PATENT CLAIMS: 1. Piston pump for conveying low-boiling liquefied gases to very high pressure with a housing which at its lower end has a chamber into which an inlet ball valve protrudes and which is provided with an outlet ball valve which controls an outlet channel, as well as with a piston arranged in the housing which is guided in a sealing manner in a sleeve inserted between the housing and the piston, characterized in that the surface of the piston (28) facing the ball valves (18, 20 ) has a cavity (28 a), which at the end of the pressure stroke encloses most of the inlet ball valve (18). 2. Pump according to claim 1, characterized in that the sleeve (29) consists of a metal containing lubricant. 3. Pump according to claim 2, characterized in that the metal containing the lubricant is a sintered one Bronze is high in graphite. 4. Pump according to claim 1 to 3, characterized in that that between the piston (28) and the sleeve (29) a game of 0.005 to 0.009 cm consists. 5. Pump according to claim 1 to 4, characterized in that several inlet ball valves (18) are provided. 6. Pump according to claim 1 to 5, characterized in that the liquefied gas is pumped to pressures above 350 kg / cm2. 7. Pump according to claim 1 to 6, characterized in that the sleeve (29) consists of two parts and a heat insulating ring, preferably made of plastic, between the two parts (30) is arranged.

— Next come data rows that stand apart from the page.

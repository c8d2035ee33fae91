//! CLI argument definitions using clap derive macros.
//!
//! Most flags are optional so that values from an optional TOML config file
//! can fill in underneath them; an explicit flag always wins over the file,
//! and built-in defaults apply last. The resolution itself lives in `main`.

use std::path::PathBuf;

use clap::{Parser, ValueEnum};

use partfetch_core::config::{
    DEFAULT_MAX_WORKERS, DEFAULT_MEMORY_CEILING_BYTES, DEFAULT_MIN_FREE_DISK_BYTES, FileConfig,
    ResourceLimits,
};
use partfetch_core::job::{InstallMode, JobConfig};
use partfetch_core::manifest::{
    DEFAULT_BASE_URL, DEFAULT_PART_COUNT, DEFAULT_PREFIX, MAX_PART_COUNT,
};

const GIB: u64 = 1024 * 1024 * 1024;

/// Fetch a numbered sequence of remote archive parts and extract them.
///
/// Parts already present in the download directory are skipped, so an
/// interrupted run can simply be started again.
#[derive(Parser, Debug)]
#[command(name = "partfetch")]
#[command(author, version, about)]
pub struct Args {
    /// Base URL the part names are appended to verbatim [default: the
    /// published part store]
    #[arg(short = 'u', long)]
    pub base_url: Option<String>,

    /// Part-name prefix [default: Official]
    #[arg(short = 'p', long)]
    pub prefix: Option<String>,

    /// Number of parts to fetch [default: 2407]
    #[arg(short = 'n', long, value_parser = clap::value_parser!(u32).range(1..=i64::from(MAX_PART_COUNT)))]
    pub count: Option<u32>,

    /// Directory downloaded parts are written to [default: downloads]
    #[arg(short = 'd', long)]
    pub download_dir: Option<PathBuf>,

    /// Destination directory archives are extracted into [default: the
    /// download directory]
    #[arg(short = 'o', long)]
    pub destination: Option<PathBuf>,

    /// Maximum concurrent downloads, 1-64 [default: 4]
    #[arg(short = 'j', long, value_parser = clap::value_parser!(u64).range(1..=64))]
    pub workers: Option<u64>,

    /// Wait for host memory usage to drop under the ceiling before dispatch
    #[arg(long)]
    pub ram_limit: bool,

    /// RAM ceiling in GiB when the RAM limit is enabled [default: 8]
    #[arg(long, value_parser = clap::value_parser!(u64).range(1..))]
    pub ram_ceiling_gib: Option<u64>,

    /// Required free disk space in GiB at the download directory
    /// [default: 600]
    #[arg(long)]
    pub min_free_disk_gib: Option<u64>,

    /// Pipeline mode [default: immediate]
    #[arg(short = 'm', long, value_enum)]
    pub mode: Option<ModeArg>,

    /// TOML config file supplying defaults (explicit flags win)
    #[arg(short = 'c', long)]
    pub config: Option<PathBuf>,

    /// Increase output verbosity (-v for debug, -vv for trace)
    #[arg(short, long, action = clap::ArgAction::Count)]
    pub verbose: u8,

    /// Suppress non-error output
    #[arg(short, long)]
    pub quiet: bool,
}

/// CLI-facing pipeline mode.
#[derive(Debug, Clone, Copy, PartialEq, Eq, ValueEnum)]
pub enum ModeArg {
    /// Extract each archive immediately after downloading it
    Immediate,
    /// Download every part first, then extract
    DownloadAll,
}

impl From<ModeArg> for InstallMode {
    fn from(mode: ModeArg) -> Self {
        match mode {
            ModeArg::Immediate => InstallMode::ImmediateInstall,
            ModeArg::DownloadAll => InstallMode::DownloadAllThenInstall,
        }
    }
}

/// Fully resolved run settings after merging flags, file config, and
/// defaults.
#[derive(Debug)]
pub struct Settings {
    pub base_url: String,
    pub prefix: String,
    pub count: u32,
    pub download_dir: PathBuf,
    pub job: JobConfig,
    pub limits: ResourceLimits,
}

impl Args {
    /// Merges the parsed flags with `file` values: an explicit flag wins,
    /// then the file, then the built-in default.
    pub fn resolve(self, file: FileConfig) -> Settings {
        let ram_limit_enabled = self.ram_limit || file.ram_limit.unwrap_or(false);
        let memory_ceiling_bytes = self
            .ram_ceiling_gib
            .map(|gib| gib * GIB)
            .or(file.memory_ceiling_bytes)
            .unwrap_or(DEFAULT_MEMORY_CEILING_BYTES);

        Settings {
            base_url: self
                .base_url
                .or(file.base_url)
                .unwrap_or_else(|| DEFAULT_BASE_URL.to_string()),
            prefix: self
                .prefix
                .or(file.prefix)
                .unwrap_or_else(|| DEFAULT_PREFIX.to_string()),
            count: self.count.or(file.count).unwrap_or(DEFAULT_PART_COUNT),
            download_dir: self
                .download_dir
                .or(file.download_dir)
                .unwrap_or_else(|| PathBuf::from("downloads")),
            job: JobConfig {
                destination: self.destination.or(file.destination),
                ram_limit_enabled,
                mode: self
                    .mode
                    .map(InstallMode::from)
                    .or(file.mode)
                    .unwrap_or_default(),
            },
            limits: ResourceLimits {
                min_free_disk_bytes: self
                    .min_free_disk_gib
                    .map(|gib| gib * GIB)
                    .or(file.min_free_disk_bytes)
                    .unwrap_or(DEFAULT_MIN_FREE_DISK_BYTES),
                memory_ceiling_bytes: Some(memory_ceiling_bytes),
                max_concurrent_workers: self
                    .workers
                    .map(|w| w as usize)
                    .or(file.workers)
                    .unwrap_or(DEFAULT_MAX_WORKERS),
                ..ResourceLimits::default()
            },
        }
    }
}

#[cfg(test)]
mod tests {
    use super::*;

    #[test]
    fn test_cli_no_args_parse_successfully() {
        let args = Args::try_parse_from(["partfetch"]).unwrap();
        assert!(args.base_url.is_none());
        assert!(args.count.is_none());
        assert!(args.workers.is_none());
        assert!(!args.ram_limit);
        assert!(!args.quiet);
        assert_eq!(args.verbose, 0);
        assert!(args.mode.is_none());
    }

    #[test]
    fn test_cli_base_url_flag() {
        let args =
            Args::try_parse_from(["partfetch", "--base-url", "https://cdn.example/store/"])
                .unwrap();
        assert_eq!(args.base_url.as_deref(), Some("https://cdn.example/store/"));
    }

    #[test]
    fn test_cli_workers_range_enforced() {
        assert!(Args::try_parse_from(["partfetch", "-j", "0"]).is_err());
        assert!(Args::try_parse_from(["partfetch", "-j", "65"]).is_err());
        let args = Args::try_parse_from(["partfetch", "-j", "64"]).unwrap();
        assert_eq!(args.workers, Some(64));
    }

    #[test]
    fn test_cli_count_rejects_zero_and_over_ceiling() {
        assert!(Args::try_parse_from(["partfetch", "-n", "0"]).is_err());
        assert!(Args::try_parse_from(["partfetch", "-n", "5121"]).is_err());
        let args = Args::try_parse_from(["partfetch", "-n", "5120"]).unwrap();
        assert_eq!(args.count, Some(5120));
    }

    #[test]
    fn test_cli_mode_values() {
        let args = Args::try_parse_from(["partfetch", "-m", "download-all"]).unwrap();
        assert_eq!(args.mode, Some(ModeArg::DownloadAll));
        assert_eq!(
            InstallMode::from(ModeArg::DownloadAll),
            InstallMode::DownloadAllThenInstall
        );
    }

    #[test]
    fn test_cli_ram_limit_flag_and_ceiling() {
        let args =
            Args::try_parse_from(["partfetch", "--ram-limit", "--ram-ceiling-gib", "16"]).unwrap();
        assert!(args.ram_limit);
        assert_eq!(args.ram_ceiling_gib, Some(16));
    }

    #[test]
    fn test_cli_verbose_flag_increments_count() {
        let args = Args::try_parse_from(["partfetch", "-vv"]).unwrap();
        assert_eq!(args.verbose, 2);
    }

    #[test]
    fn test_cli_help_flag_shows_usage() {
        let result = Args::try_parse_from(["partfetch", "--help"]);
        assert!(result.is_err());
        assert_eq!(
            result.unwrap_err().kind(),
            clap::error::ErrorKind::DisplayHelp
        );
    }

    #[test]
    fn test_cli_invalid_flag_returns_error() {
        let result = Args::try_parse_from(["partfetch", "--no-such-flag"]);
        assert!(result.is_err());
        assert_eq!(
            result.unwrap_err().kind(),
            clap::error::ErrorKind::UnknownArgument
        );
    }

    #[test]
    fn test_resolve_defaults_when_nothing_is_set() {
        let args = Args::try_parse_from(["partfetch"]).unwrap();
        let settings = args.resolve(FileConfig::default());

        assert_eq!(settings.base_url, DEFAULT_BASE_URL);
        assert_eq!(settings.prefix, "Official");
        assert_eq!(settings.count, 2407);
        assert_eq!(settings.download_dir, PathBuf::from("downloads"));
        assert!(settings.job.destination.is_none());
        assert!(!settings.job.ram_limit_enabled);
        assert_eq!(settings.limits.max_concurrent_workers, 4);
        assert_eq!(settings.limits.min_free_disk_bytes, 600 * GIB);
        assert_eq!(settings.limits.memory_ceiling_bytes, Some(8 * GIB));
    }

    #[test]
    fn test_resolve_file_values_fill_in_under_flags() {
        let args = Args::try_parse_from(["partfetch", "-n", "10"]).unwrap();
        let file = FileConfig {
            count: Some(500),
            workers: Some(8),
            ram_limit: Some(true),
            ..FileConfig::default()
        };
        let settings = args.resolve(file);

        // explicit flag beats the file
        assert_eq!(settings.count, 10);
        // file beats the default
        assert_eq!(settings.limits.max_concurrent_workers, 8);
        assert!(settings.job.ram_limit_enabled);
    }

    #[test]
    fn test_resolve_ceiling_flag_converts_gib_to_bytes() {
        let args =
            Args::try_parse_from(["partfetch", "--ram-limit", "--ram-ceiling-gib", "16"]).unwrap();
        let settings = args.resolve(FileConfig::default());

        assert!(settings.job.ram_limit_enabled);
        assert_eq!(settings.limits.memory_ceiling_bytes, Some(16 * GIB));
    }

    #[test]
    fn test_resolve_min_free_disk_flag_converts_gib_to_bytes() {
        let args = Args::try_parse_from(["partfetch", "--min-free-disk-gib", "50"]).unwrap();
        let settings = args.resolve(FileConfig::default());
        assert_eq!(settings.limits.min_free_disk_bytes, 50 * GIB);
    }

    #[test]
    fn test_resolve_mode_precedence() {
        // file value fills in when the flag is absent
        let args = Args::try_parse_from(["partfetch"]).unwrap();
        let file = FileConfig {
            mode: Some(InstallMode::DownloadAllThenInstall),
            ..FileConfig::default()
        };
        assert_eq!(
            args.resolve(file).job.mode,
            InstallMode::DownloadAllThenInstall
        );

        // explicit flag beats the file
        let args = Args::try_parse_from(["partfetch", "-m", "immediate"]).unwrap();
        let file = FileConfig {
            mode: Some(InstallMode::DownloadAllThenInstall),
            ..FileConfig::default()
        };
        assert_eq!(args.resolve(file).job.mode, InstallMode::ImmediateInstall);

        // default applies when neither is set
        let args = Args::try_parse_from(["partfetch"]).unwrap();
        assert_eq!(
            args.resolve(FileConfig::default()).job.mode,
            InstallMode::ImmediateInstall
        );
    }

    #[test]
    fn test_resolve_destination_from_file() {
        let args = Args::try_parse_from(["partfetch"]).unwrap();
        let file = FileConfig {
            destination: Some(PathBuf::from("/opt/install")),
            ..FileConfig::default()
        };
        let settings = args.resolve(file);
        assert_eq!(settings.job.destination, Some(PathBuf::from("/opt/install")));
    }
}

B. Pump according to Claims 1 to 7, characterized in that the pump body (210 a) is mounted in a bushing (246, 232, 249, 250) which extends through an opening (240) for almost horizontal installation in the liquid gas container (241). the container wall (249 a, 249 b) extends therethrough and is attached with its inner end to the container inner wall (249 a) and with its outer end to the container outer wall (245 b) in a pressure-tight manner, the pump body (210a) having an annular flange (244 ), which is connected to the container (241) in a pressure-tight manner by means of the bushing (246, 232, 249, 250) designed as a stuffing box with a packing (245) and a packing nut (245a). 9. Pump according to claim 8, characterized in that between the pump body (210 a) and the cylindrical socket part (249) is a heat insulating jacket (242). References considered: British Patents No. 751062; USA patents No. 2,447,741, 2,837,898.